21. • Many of the changes in the skin are due
to deposition of proteins in the skin, and
the changes in the voice also result
partly from this protein anabolic
function of testosterone.
22. • Testosterone Increases Bone Matrix and
Causes Calcium Retention. After the great
increase in circulating testosterone that occurs
at puberty (or after prolonged injection of
testosterone), the bones grow considerably
thicker and deposit considerable additional
calcium salts. Thus, testosterone increases the
total quantity of bone matrix and causes calcium
retention. The increase in bone matrix is
believed to result from the general protein
anabolic function of testosterone plus deposition
of calcium salts in response to the increased
protein.
23. • Testosterone Increases Red Blood Cells.

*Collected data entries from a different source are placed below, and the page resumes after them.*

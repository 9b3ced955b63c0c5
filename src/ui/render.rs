//! ui::render
//!
//! Draws one menu frame: title, options with the selected one marked, and the
//! footer between two rules.
//!
//! All presentation choices come from [`DisplayConfig`]; nothing here reads
//! or changes process-wide terminal state other than what it writes.

use std::io::{self, Write};

use crossterm::cursor::MoveTo;
use crossterm::style::Stylize;
use crossterm::terminal::{Clear, ClearType};
use crossterm::QueueableCommand;

use super::menu::Menu;
use crate::core::config::DisplayConfig;

/// Marker in front of the selected option.
pub const SELECTED_MARKER: &str = "> ";
/// Indent in front of the other options.
pub const UNSELECTED_MARKER: &str = "  ";
/// Heading above the footer block.
pub const FOOTER_HEADING: &str = "Command output:";

#[derive(Debug, Clone, Copy)]
pub struct Renderer {
    config: DisplayConfig,
}

impl Renderer {
    pub fn new(config: DisplayConfig) -> Self {
        Self { config }
    }

    /// Draw one frame.
    pub fn render(
        &self,
        out: &mut dyn Write,
        menu: &Menu,
        selected: usize,
        footer: &str,
    ) -> io::Result<()> {
        if self.config.clear_screen {
            out.queue(Clear(ClearType::All))?.queue(MoveTo(0, 0))?;
        }

        let color = self.config.color;
        if color {
            writeln!(out, "{}", menu.title().cyan())?;
        } else {
            writeln!(out, "{}", menu.title())?;
        }

        for (idx, item) in menu.items().iter().enumerate() {
            if idx != selected {
                writeln!(out, "{UNSELECTED_MARKER}{}", item.label)?;
            } else if color {
                let line = format!("{SELECTED_MARKER}{}", item.label);
                writeln!(out, "{}", line.black().on_yellow())?;
            } else {
                writeln!(out, "{SELECTED_MARKER}{}", item.label)?;
            }
        }

        let rule = "-".repeat(self.config.rule_width);
        writeln!(out)?;
        if color {
            writeln!(out, "{}", FOOTER_HEADING.magenta())?;
            writeln!(out, "{}", rule.as_str().green())?;
            if !footer.is_empty() {
                writeln!(out, "{}", footer.green())?;
            }
            writeln!(out, "{}", rule.as_str().green())?;
        } else {
            writeln!(out, "{FOOTER_HEADING}")?;
            writeln!(out, "{rule}")?;
            if !footer.is_empty() {
                writeln!(out, "{footer}")?;
            }
            writeln!(out, "{rule}")?;
        }
        out.flush()
    }
}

When normal quantities of testosterone are
injected into a castrated adult, the number of
red blood cells per cubic millimeter of blood
increases 15 to 20 percent.
24. • Effect on Electrolyte and Water Balance.
• Testosterone increase the reabsorption of
sodium in the distal tubules of the Kidneys
but only to a minor degree.
• After puberty, the blood and extracellular
fluid volumes of the male in relation to body
weight increase as much as 5 to 10 percent.
26. Decreased Sperm Count –
Oligozoospermia
• Normal sperm count in a male is about 100 to 150
millions/mL of semen. Infertility occurs when the
sperm count decreases below 20 millions/mL of
semen.
• Sperm count decreases because of disruption of
seminiferous tubules or acute infection in testis.
In some males, there is possibility of sterility
(permanent inability to produce offspring) because
of absence of spermatogenesis as in the case of
cryptorchidism or underdeveloped testis
27. Abnormal Sperms
• Sometimes, the sperm count may be normal,
but the structure of the sperm may be
abnormal. The sperms may be without tail and
nonmotile or with two heads or with abnormal
head. When a large number of abnormal
sperms are produced infertility occurs.
28. Obstruction of Reproductive Ducts
• Obstruction of reproductive ducts like
vas deferens leads to infertility.
29. Other Disorders
• i. Cryptorchidism
• ii. Trauma
• iii. Mumps
• iv. Longterm use of drugs
• v. Alcoholism
• vi. Genetic disorders
• vii. Hypothalamic disorders
• viii. Disorders of pituitary, thyroid and pancreas.